Material provided below:
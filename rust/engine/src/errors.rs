use thiserror::Error;

use crate::player::{Action, Position};

/// Errors raised by the engine. Every variant is a precondition violation or a
/// failure reported by a strategy; none of them leaves a round half-updated.
#[derive(Debug, Error, Clone, PartialEq, Eq)]
pub enum GameError {
    #[error("Invalid card: {0}")]
    InvalidCard(String),
    #[error("Invalid number of cards: {actual} (expected {expected})")]
    InvalidCardCount { expected: String, actual: usize },
    #[error("Best combination requested before any community card was dealt")]
    NoCommunityCards,
    #[error("Need at least 5 cards to build a combination, got {0}")]
    NotEnoughCards(usize),
    #[error("Action {action} is not legal here (legal: {legal:?})")]
    IllegalAction { action: Action, legal: Vec<Action> },
    #[error("Invalid bet amount: {amount}, minimum: {minimum}, maximum: {maximum}")]
    InvalidBetAmount {
        amount: u32,
        minimum: u32,
        maximum: u32,
    },
    #[error("Hand already complete")]
    HandAlreadyComplete,
    #[error("Hand already started")]
    HandAlreadyStarted,
    #[error("No hand in progress")]
    NoHandInProgress,
    #[error("Not the hero's turn: {0} is to act")]
    NotYourTurn(Position),
    #[error("Action trail {0:?} is not in the trail table")]
    UnknownActionTrail(String),
    #[error("Strategy failed: {0}")]
    Strategy(String),
}
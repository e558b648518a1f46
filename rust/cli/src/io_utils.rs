//! Helpers for reading interactive input and preparing output files.

use std::io::BufRead;
use std::path::Path;

/// Reads one line, trimmed. `None` on EOF or a read error.
///
/// # Example
///
/// ```rust
/// use std::io::Cursor;
/// # use hupoker_cli::io_utils::read_stdin_line;
///
/// let mut input = Cursor::new("  raise 40 \n");
/// assert_eq!(read_stdin_line(&mut input), Some("raise 40".to_string()));
/// assert_eq!(read_stdin_line(&mut input), None);
/// ```
pub fn read_stdin_line(stdin: &mut dyn BufRead) -> Option<String> {
    let mut line = String::new();
    match stdin.read_line(&mut line) {
        Ok(0) => None,
        Ok(_) => Some(line.trim().to_string()),
        Err(_) => None,
    }
}

/// Creates the parent directory of `path` when it is missing.
pub fn ensure_parent_dir(path: &Path) -> std::io::Result<()> {
    if let Some(parent) = path.parent()
        && !parent.as_os_str().is_empty()
    {
        std::fs::create_dir_all(parent)?;
    }
    Ok(())
}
End of Material provided.
Problem:
Lines above that contain the string "filename" make up the answer.

Result of this task:
filename rust/engine/src/errors.rs
filename rust/cli/src/io_utils.rs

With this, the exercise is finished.